> **Work instruction**:
How many lines within the records include the word "Updated"? Only that number should be given.
•••
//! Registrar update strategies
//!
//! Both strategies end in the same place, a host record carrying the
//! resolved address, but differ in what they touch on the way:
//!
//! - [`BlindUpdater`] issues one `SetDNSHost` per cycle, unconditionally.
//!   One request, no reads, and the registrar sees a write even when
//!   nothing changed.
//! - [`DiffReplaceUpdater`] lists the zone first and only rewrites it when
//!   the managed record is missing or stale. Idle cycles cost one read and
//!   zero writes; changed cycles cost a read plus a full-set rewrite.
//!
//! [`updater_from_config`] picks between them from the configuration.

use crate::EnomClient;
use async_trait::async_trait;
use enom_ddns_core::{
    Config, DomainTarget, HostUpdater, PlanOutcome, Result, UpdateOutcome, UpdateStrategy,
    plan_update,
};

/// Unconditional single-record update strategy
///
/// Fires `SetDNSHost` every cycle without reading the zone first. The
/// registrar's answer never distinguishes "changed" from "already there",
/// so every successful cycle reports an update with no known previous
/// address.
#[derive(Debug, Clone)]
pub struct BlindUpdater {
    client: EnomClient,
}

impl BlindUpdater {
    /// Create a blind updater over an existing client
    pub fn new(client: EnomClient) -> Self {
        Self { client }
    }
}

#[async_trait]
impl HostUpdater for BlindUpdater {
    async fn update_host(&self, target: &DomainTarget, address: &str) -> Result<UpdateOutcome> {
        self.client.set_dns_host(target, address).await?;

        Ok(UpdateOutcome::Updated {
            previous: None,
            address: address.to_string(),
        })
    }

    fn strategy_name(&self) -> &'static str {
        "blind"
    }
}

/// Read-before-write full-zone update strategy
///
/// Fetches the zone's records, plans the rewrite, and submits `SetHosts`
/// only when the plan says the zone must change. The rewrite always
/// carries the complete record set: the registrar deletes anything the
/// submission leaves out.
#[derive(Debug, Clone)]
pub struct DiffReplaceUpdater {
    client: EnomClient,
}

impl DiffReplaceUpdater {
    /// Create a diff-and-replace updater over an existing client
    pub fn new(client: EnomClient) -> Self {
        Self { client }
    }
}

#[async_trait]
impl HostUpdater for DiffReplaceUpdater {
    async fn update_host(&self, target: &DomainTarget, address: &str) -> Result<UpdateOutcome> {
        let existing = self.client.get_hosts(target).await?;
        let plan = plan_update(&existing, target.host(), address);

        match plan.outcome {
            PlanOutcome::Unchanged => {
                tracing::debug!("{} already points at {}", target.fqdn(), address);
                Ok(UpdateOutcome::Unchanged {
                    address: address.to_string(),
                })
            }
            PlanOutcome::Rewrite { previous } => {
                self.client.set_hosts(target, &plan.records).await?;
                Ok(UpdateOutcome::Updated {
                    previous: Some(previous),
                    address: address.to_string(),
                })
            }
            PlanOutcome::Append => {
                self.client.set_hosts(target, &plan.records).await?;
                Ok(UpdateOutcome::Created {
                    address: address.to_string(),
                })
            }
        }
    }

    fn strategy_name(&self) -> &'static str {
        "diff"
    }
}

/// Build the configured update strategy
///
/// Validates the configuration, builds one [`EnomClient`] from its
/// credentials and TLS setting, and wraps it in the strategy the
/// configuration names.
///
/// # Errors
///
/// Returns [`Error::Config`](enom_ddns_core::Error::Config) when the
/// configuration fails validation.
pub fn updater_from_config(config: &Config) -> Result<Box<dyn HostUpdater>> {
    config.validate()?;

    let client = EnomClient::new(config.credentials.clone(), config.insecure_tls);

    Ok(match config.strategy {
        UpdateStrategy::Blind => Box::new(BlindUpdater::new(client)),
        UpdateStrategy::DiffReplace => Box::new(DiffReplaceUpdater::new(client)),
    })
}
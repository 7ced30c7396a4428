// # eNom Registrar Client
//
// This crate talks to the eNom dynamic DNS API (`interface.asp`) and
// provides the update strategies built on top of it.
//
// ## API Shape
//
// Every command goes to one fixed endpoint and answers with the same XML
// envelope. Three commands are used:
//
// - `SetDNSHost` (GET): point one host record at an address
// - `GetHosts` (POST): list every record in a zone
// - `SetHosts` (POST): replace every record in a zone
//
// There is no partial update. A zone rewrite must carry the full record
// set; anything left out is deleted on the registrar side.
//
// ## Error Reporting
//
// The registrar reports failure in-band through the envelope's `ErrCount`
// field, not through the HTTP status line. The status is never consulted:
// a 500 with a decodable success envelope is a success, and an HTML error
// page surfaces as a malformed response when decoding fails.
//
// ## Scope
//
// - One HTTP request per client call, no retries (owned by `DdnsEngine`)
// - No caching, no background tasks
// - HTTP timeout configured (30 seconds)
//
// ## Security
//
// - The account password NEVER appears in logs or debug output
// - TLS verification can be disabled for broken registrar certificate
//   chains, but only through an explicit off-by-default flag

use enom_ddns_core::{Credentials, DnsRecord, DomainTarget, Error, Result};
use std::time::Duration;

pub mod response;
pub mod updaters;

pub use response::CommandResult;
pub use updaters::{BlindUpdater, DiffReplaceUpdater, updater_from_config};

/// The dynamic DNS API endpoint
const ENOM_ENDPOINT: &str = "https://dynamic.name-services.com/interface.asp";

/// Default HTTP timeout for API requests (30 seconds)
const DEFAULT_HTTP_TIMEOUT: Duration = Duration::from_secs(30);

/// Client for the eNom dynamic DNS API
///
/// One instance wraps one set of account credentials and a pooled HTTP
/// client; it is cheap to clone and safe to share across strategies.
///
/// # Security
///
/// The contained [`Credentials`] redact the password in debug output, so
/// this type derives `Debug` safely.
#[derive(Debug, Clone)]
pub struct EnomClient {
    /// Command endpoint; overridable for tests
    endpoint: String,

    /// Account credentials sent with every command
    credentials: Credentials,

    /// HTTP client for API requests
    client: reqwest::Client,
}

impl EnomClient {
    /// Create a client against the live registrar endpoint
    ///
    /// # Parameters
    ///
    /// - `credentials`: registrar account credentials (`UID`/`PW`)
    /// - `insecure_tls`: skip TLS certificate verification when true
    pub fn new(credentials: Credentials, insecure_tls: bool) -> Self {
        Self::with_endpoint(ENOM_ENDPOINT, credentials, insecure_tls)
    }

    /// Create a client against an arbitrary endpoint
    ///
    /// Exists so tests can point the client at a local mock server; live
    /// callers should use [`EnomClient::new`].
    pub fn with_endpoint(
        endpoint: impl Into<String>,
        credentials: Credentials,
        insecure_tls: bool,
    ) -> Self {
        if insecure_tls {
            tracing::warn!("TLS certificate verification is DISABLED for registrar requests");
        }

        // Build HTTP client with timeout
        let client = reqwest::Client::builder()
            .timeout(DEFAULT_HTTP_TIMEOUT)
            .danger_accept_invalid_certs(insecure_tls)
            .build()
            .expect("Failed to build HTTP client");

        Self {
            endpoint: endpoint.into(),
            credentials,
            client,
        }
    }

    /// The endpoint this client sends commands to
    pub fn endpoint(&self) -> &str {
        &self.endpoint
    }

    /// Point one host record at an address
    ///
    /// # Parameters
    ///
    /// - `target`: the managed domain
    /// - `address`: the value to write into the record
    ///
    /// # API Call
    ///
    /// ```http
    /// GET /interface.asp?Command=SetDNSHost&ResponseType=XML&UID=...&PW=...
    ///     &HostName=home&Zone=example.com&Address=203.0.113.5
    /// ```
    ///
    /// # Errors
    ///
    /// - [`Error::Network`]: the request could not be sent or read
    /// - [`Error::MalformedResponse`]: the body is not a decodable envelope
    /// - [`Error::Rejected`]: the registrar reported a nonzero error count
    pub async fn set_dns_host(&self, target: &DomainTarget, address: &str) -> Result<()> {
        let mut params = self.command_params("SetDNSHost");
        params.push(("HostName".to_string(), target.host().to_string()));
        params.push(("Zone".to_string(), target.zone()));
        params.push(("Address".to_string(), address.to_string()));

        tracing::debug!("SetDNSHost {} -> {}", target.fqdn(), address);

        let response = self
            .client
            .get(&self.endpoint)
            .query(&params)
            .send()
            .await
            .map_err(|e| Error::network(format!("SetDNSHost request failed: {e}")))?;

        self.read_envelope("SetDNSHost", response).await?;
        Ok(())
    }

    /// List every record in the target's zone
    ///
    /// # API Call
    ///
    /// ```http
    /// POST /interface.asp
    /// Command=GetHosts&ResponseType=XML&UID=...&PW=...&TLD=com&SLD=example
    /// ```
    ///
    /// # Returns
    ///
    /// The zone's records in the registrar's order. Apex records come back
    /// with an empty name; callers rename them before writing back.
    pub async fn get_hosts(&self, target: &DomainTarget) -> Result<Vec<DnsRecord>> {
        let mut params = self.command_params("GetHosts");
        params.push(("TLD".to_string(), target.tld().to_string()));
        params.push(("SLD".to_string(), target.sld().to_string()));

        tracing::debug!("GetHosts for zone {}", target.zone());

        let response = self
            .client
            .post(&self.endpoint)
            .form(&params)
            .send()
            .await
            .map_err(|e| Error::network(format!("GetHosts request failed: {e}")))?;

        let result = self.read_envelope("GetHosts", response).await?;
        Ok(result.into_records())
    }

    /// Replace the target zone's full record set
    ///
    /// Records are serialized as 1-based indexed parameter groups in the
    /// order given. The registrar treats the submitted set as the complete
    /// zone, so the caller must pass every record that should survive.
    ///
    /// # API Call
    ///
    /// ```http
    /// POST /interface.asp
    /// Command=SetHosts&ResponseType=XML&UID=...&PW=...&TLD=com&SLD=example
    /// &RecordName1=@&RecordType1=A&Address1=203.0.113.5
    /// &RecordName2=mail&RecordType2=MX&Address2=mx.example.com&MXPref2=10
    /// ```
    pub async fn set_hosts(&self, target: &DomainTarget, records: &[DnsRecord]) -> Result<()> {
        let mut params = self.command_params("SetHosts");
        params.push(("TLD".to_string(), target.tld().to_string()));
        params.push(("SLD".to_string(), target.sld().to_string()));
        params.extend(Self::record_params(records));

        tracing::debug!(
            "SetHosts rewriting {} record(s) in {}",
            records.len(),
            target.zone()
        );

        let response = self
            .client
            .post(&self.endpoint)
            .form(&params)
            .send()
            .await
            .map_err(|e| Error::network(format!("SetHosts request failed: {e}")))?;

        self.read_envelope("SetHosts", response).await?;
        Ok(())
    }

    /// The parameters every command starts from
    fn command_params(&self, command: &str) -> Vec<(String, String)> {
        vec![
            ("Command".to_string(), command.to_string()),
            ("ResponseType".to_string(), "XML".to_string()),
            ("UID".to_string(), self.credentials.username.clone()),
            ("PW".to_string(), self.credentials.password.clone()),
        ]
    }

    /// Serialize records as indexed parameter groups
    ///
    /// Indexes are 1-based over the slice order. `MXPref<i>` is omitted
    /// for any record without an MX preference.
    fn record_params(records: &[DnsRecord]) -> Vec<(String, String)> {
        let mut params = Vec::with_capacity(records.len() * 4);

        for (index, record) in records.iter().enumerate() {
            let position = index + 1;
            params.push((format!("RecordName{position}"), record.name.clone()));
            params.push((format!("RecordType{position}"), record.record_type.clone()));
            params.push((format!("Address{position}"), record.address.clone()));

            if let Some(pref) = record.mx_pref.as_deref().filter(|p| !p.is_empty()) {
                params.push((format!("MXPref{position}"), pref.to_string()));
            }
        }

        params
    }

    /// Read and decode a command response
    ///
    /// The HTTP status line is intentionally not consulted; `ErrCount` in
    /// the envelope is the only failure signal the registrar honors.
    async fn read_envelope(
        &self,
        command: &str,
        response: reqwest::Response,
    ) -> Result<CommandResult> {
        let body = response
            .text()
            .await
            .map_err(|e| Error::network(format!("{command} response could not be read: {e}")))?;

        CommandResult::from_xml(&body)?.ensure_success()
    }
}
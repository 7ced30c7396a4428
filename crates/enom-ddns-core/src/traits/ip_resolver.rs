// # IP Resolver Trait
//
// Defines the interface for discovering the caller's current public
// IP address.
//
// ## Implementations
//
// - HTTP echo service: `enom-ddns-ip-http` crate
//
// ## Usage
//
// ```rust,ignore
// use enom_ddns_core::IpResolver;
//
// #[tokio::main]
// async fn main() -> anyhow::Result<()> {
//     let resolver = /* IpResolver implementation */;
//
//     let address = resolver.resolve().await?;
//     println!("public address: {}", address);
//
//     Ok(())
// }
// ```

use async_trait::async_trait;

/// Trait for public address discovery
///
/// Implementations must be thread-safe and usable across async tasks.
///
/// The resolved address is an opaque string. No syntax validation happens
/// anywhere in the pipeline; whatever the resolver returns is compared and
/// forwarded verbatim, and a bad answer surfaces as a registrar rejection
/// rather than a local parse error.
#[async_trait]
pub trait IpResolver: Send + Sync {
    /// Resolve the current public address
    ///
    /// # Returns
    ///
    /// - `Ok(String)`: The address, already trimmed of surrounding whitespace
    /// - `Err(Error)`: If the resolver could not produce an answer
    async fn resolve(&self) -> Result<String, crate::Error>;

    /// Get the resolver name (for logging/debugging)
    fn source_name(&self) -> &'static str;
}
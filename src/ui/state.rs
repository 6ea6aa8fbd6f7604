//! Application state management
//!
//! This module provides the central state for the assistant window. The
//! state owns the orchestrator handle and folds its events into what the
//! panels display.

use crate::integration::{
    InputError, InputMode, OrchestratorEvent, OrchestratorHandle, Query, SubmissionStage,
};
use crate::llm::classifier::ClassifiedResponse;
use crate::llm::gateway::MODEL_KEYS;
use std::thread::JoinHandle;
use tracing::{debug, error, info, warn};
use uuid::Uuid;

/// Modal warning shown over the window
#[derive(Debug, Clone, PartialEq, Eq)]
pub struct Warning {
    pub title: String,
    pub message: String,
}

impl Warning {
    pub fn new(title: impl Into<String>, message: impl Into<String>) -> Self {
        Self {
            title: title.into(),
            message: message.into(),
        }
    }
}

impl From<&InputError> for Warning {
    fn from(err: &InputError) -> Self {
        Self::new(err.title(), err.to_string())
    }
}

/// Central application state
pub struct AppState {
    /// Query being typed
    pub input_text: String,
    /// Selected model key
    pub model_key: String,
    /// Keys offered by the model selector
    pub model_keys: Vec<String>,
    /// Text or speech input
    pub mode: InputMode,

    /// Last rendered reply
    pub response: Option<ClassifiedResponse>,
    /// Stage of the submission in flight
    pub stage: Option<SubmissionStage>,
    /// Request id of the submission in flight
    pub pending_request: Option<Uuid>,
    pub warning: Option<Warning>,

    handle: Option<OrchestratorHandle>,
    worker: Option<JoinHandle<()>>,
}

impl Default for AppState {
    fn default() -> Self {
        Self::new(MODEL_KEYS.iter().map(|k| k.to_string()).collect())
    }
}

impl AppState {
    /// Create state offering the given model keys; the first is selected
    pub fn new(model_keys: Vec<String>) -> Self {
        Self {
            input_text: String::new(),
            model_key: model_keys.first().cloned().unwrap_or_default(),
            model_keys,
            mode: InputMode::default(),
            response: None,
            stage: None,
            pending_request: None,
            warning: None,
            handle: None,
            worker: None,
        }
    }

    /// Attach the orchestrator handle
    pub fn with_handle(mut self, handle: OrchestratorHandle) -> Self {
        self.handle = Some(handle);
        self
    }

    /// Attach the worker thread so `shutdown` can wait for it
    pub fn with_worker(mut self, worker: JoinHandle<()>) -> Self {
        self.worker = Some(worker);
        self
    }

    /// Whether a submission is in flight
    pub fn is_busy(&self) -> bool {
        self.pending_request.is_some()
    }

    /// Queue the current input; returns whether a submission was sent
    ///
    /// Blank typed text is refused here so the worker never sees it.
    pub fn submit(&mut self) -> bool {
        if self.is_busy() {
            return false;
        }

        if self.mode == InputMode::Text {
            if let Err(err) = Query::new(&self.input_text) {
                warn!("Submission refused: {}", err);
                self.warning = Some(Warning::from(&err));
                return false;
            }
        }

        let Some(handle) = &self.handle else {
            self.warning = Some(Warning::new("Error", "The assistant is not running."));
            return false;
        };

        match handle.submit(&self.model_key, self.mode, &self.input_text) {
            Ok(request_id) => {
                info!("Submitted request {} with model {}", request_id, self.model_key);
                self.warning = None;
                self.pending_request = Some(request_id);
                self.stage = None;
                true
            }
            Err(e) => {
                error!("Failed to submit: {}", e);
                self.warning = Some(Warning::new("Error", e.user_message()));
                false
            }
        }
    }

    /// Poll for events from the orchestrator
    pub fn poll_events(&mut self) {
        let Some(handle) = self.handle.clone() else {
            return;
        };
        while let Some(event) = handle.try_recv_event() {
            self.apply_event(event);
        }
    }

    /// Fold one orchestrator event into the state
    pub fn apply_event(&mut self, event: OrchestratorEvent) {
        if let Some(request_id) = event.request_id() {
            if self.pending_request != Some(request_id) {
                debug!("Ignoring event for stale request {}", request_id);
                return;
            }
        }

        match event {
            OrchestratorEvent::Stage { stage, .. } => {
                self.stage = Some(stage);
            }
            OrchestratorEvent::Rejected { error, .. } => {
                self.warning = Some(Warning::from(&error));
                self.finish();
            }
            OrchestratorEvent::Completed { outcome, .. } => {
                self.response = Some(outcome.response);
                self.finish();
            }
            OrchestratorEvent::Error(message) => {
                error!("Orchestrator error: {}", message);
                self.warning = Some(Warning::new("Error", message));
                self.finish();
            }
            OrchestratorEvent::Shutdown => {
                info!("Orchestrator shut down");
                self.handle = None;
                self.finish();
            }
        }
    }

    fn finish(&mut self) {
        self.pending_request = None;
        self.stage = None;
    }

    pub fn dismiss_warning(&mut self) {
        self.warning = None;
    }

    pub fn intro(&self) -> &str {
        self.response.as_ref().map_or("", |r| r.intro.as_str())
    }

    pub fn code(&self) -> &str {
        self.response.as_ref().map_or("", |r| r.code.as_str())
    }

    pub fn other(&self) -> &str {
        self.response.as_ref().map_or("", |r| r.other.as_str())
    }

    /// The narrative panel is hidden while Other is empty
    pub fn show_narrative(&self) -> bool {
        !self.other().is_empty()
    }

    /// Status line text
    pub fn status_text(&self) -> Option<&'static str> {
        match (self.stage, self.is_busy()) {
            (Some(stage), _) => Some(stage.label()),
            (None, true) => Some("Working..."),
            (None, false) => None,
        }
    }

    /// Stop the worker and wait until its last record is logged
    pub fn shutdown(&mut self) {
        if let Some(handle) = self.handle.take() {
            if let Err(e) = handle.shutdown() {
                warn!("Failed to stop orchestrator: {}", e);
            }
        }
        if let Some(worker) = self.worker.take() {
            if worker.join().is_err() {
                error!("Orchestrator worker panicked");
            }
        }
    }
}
•••
> **Answer**:
2